Stored items:
════════════════

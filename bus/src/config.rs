//! Configuration for the request bus
//!
//! Values come from defaults, an optional TOML document, then environment
//! overrides, and are validated before the hub starts.
//!
//! # Example
//!
//! ```no_run
//! use promptbus::config::BusConfig;
//!
//! # fn main() -> Result<(), Box<dyn std::error::Error>> {
//! let config = BusConfig::from_toml_str("max_visible_notifications = 5")?
//!     .with_env_overrides()?;
//! config.validate()?;
//!
//! println!("Notifications stay for {:?}", config.notification_duration());
//! # Ok(())
//! # }
//! ```

use promptbus_runtime::StoreConfig;
use serde::{Deserialize, Serialize};
use std::path::Path;
use std::time::Duration;
use thiserror::Error;

/// Override for [`BusConfig::max_visible_notifications`]
pub const ENV_MAX_VISIBLE: &str = "PROMPTBUS_MAX_VISIBLE_NOTIFICATIONS";
/// Override for [`BusConfig::notification_duration_ms`]
pub const ENV_DURATION_MS: &str = "PROMPTBUS_NOTIFICATION_DURATION_MS";
/// Override for [`BusConfig::positive_action_threshold`]
pub const ENV_THRESHOLD: &str = "PROMPTBUS_POSITIVE_ACTION_THRESHOLD";

/// Configuration error
#[derive(Error, Debug)]
pub enum ConfigError {
    /// Configuration file could not be read
    #[error("Failed to read {path}: {source}")]
    Io {
        /// File path
        path: String,
        /// Underlying error
        source: std::io::Error,
    },

    /// TOML could not be parsed
    #[error("Failed to parse configuration: {0}")]
    Parse(#[from] toml::de::Error),

    /// An environment override is not a valid number
    #[error("Invalid value for {var}: {value:?}")]
    InvalidEnv {
        /// Variable name
        var: &'static str,
        /// Raw value
        value: String,
    },

    /// A value is out of range
    #[error("Configuration validation failed: {0}")]
    Validation(String),
}

/// Tunables of the bus
#[derive(Debug, Clone, PartialEq, Eq, Serialize, Deserialize)]
#[serde(default)]
pub struct BusConfig {
    /// Notifications shown at once
    pub max_visible_notifications: usize,
    /// How long a notification stays, in milliseconds
    pub notification_duration_ms: u64,
    /// Positive actions before the app-rating request is emitted
    pub positive_action_threshold: u32,
    /// Actions buffered per store for slow renderers
    pub action_broadcast_capacity: usize,
    /// How long shutdown waits for in-flight effects, in milliseconds
    pub shutdown_timeout_ms: u64,
}

impl Default for BusConfig {
    fn default() -> Self {
        Self {
            max_visible_notifications: 3,
            notification_duration_ms: 6_000,
            positive_action_threshold: 10,
            action_broadcast_capacity: 64,
            shutdown_timeout_ms: 5_000,
        }
    }
}

impl BusConfig {
    /// Parse a TOML document; missing keys keep their defaults
    ///
    /// # Errors
    ///
    /// Returns [`ConfigError::Parse`] for malformed TOML or mistyped values.
    pub fn from_toml_str(source: &str) -> Result<Self, ConfigError> {
        Ok(toml::from_str(source)?)
    }

    /// Read and parse a TOML file
    ///
    /// # Errors
    ///
    /// Returns [`ConfigError::Io`] if the file cannot be read, or
    /// [`ConfigError::Parse`] if it is not valid.
    pub fn from_file(path: impl AsRef<Path>) -> Result<Self, ConfigError> {
        let path = path.as_ref();
        let source = std::fs::read_to_string(path).map_err(|source| ConfigError::Io {
            path: path.display().to_string(),
            source,
        })?;
        Self::from_toml_str(&source)
    }

    /// Apply `PROMPTBUS_*` environment overrides
    ///
    /// # Errors
    ///
    /// Returns [`ConfigError::InvalidEnv`] if a set variable is not a number.
    pub fn with_env_overrides(self) -> Result<Self, ConfigError> {
        self.with_overrides(|var| std::env::var(var).ok())
    }

    /// Apply overrides looked up through `lookup` (variable name to value)
    ///
    /// # Errors
    ///
    /// Returns [`ConfigError::InvalidEnv`] if a present value is not a number.
    pub fn with_overrides<F>(mut self, lookup: F) -> Result<Self, ConfigError>
    where
        F: Fn(&str) -> Option<String>,
    {
        if let Some(value) = parse_override(&lookup, ENV_MAX_VISIBLE)? {
            self.max_visible_notifications = value;
        }
        if let Some(value) = parse_override(&lookup, ENV_DURATION_MS)? {
            self.notification_duration_ms = value;
        }
        if let Some(value) = parse_override(&lookup, ENV_THRESHOLD)? {
            self.positive_action_threshold = value;
        }
        Ok(self)
    }

    /// Check value ranges
    ///
    /// # Errors
    ///
    /// Returns [`ConfigError::Validation`] naming the first invalid field.
    pub fn validate(&self) -> Result<(), ConfigError> {
        if self.max_visible_notifications == 0 {
            return Err(ConfigError::Validation(
                "max_visible_notifications must be > 0".to_string(),
            ));
        }
        if self.notification_duration_ms == 0 {
            return Err(ConfigError::Validation(
                "notification_duration_ms must be > 0".to_string(),
            ));
        }
        if self.positive_action_threshold == 0 {
            return Err(ConfigError::Validation(
                "positive_action_threshold must be > 0".to_string(),
            ));
        }
        if self.action_broadcast_capacity == 0 {
            return Err(ConfigError::Validation(
                "action_broadcast_capacity must be > 0".to_string(),
            ));
        }
        Ok(())
    }

    /// Notification display duration
    #[must_use]
    pub const fn notification_duration(&self) -> Duration {
        Duration::from_millis(self.notification_duration_ms)
    }

    /// Shutdown timeout
    #[must_use]
    pub const fn shutdown_timeout(&self) -> Duration {
        Duration::from_millis(self.shutdown_timeout_ms)
    }

    /// Store configuration derived from these settings
    #[must_use]
    pub fn store_config(&self) -> StoreConfig {
        StoreConfig::default()
            .with_broadcast_capacity(self.action_broadcast_capacity)
            .with_shutdown_timeout(self.shutdown_timeout())
    }
}

fn parse_override<T, F>(lookup: &F, var: &'static str) -> Result<Option<T>, ConfigError>
where
    T: std::str::FromStr,
    F: Fn(&str) -> Option<String>,
{
    let Some(value) = lookup(var) else {
        return Ok(None);
    };
    value
        .trim()
        .parse()
        .map(Some)
        .map_err(|_| ConfigError::InvalidEnv { var, value })
}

════════════════

* **Exercise details**: Select every line of the records holding the string "Apply".

* **Task answer**:
    /// Apply `PROMPTBUS_*` environment overrides
    /// Apply overrides looked up through `lookup` (variable name to value)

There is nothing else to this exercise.